(The data begins)
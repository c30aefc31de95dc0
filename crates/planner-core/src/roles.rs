//! Role sets and the static task → owning-role registry.

use crate::types::{Role, TaskKind};
use serde::{Deserialize, Serialize};
use std::collections::BTreeSet;

/// Roles that may edit every task of every post.
pub const ELEVATED_ROLES: [Role; 3] = [Role::Admin, Role::Coordinator, Role::Smm];

/// Roles that see every post in the "my tasks" filter.
pub const OVERSEER_ROLES: [Role; 2] = [Role::Admin, Role::Coordinator];

/// The role that owns a task kind by default. `Text` has no owner: any
/// authenticated user may edit it.
pub const fn owning_role(kind: TaskKind) -> Option<Role> {
    match kind {
        TaskKind::VideoSmm => Some(Role::Smm),
        TaskKind::VideoMaker => Some(Role::Videomaker),
        TaskKind::Photogallery => Some(Role::Photographer),
        TaskKind::CoverPhoto => Some(Role::Designer),
        TaskKind::PhotoCards => Some(Role::Designer),
        TaskKind::Text => None,
    }
}

/// The task kinds owned by `role`.
pub fn owned_tasks(role: Role) -> impl Iterator<Item = TaskKind> {
    TaskKind::all()
        .iter()
        .copied()
        .filter(move |&k| owning_role(k) == Some(role))
}

// ---------------------------------------------------------------------------
// RoleSet
// ---------------------------------------------------------------------------

#[derive(Debug, Clone, Default, PartialEq, Eq, Serialize, Deserialize)]
#[serde(transparent)]
pub struct RoleSet(BTreeSet<Role>);

impl RoleSet {
    pub fn new() -> Self {
        Self::default()
    }

    pub fn contains(&self, role: Role) -> bool {
        self.0.contains(&role)
    }

    pub fn insert(&mut self, role: Role) -> bool {
        self.0.insert(role)
    }

    pub fn remove(&mut self, role: Role) -> bool {
        self.0.remove(&role)
    }

    pub fn is_empty(&self) -> bool {
        self.0.is_empty()
    }

    pub fn iter(&self) -> impl Iterator<Item = Role> + '_ {
        self.0.iter().copied()
    }

    pub fn holds_any(&self, roles: &[Role]) -> bool {
        roles.iter().any(|r| self.0.contains(r))
    }

    pub fn is_elevated(&self) -> bool {
        self.holds_any(&ELEVATED_ROLES)
    }

    pub fn is_overseer(&self) -> bool {
        self.holds_any(&OVERSEER_ROLES)
    }

    /// Whether this set holds the owning role of `kind`. Always false for
    /// unowned kinds.
    pub fn owns(&self, kind: TaskKind) -> bool {
        owning_role(kind).is_some_and(|r| self.contains(r))
    }

    /// Comma-separated role names, or `-` for an empty set.
    pub fn describe(&self) -> String {
        if self.0.is_empty() {
            return "-".to_string();
        }
        self.iter().map(Role::as_str).collect::<Vec<_>>().join(",")
    }
}

impl FromIterator<Role> for RoleSet {
    fn from_iter<I: IntoIterator<Item = Role>>(iter: I) -> Self {
        Self(iter.into_iter().collect())
    }
}

impl<const N: usize> From<[Role; N]> for RoleSet {
    fn from(roles: [Role; N]) -> Self {
        roles.into_iter().collect()
    }
}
(The data ends)
* Instructions to follow: The answer is each line in which the word "serde" occurs, copied from the material above.

* Solved exercise:
use serde::{Deserialize, Serialize};
#[serde(transparent)]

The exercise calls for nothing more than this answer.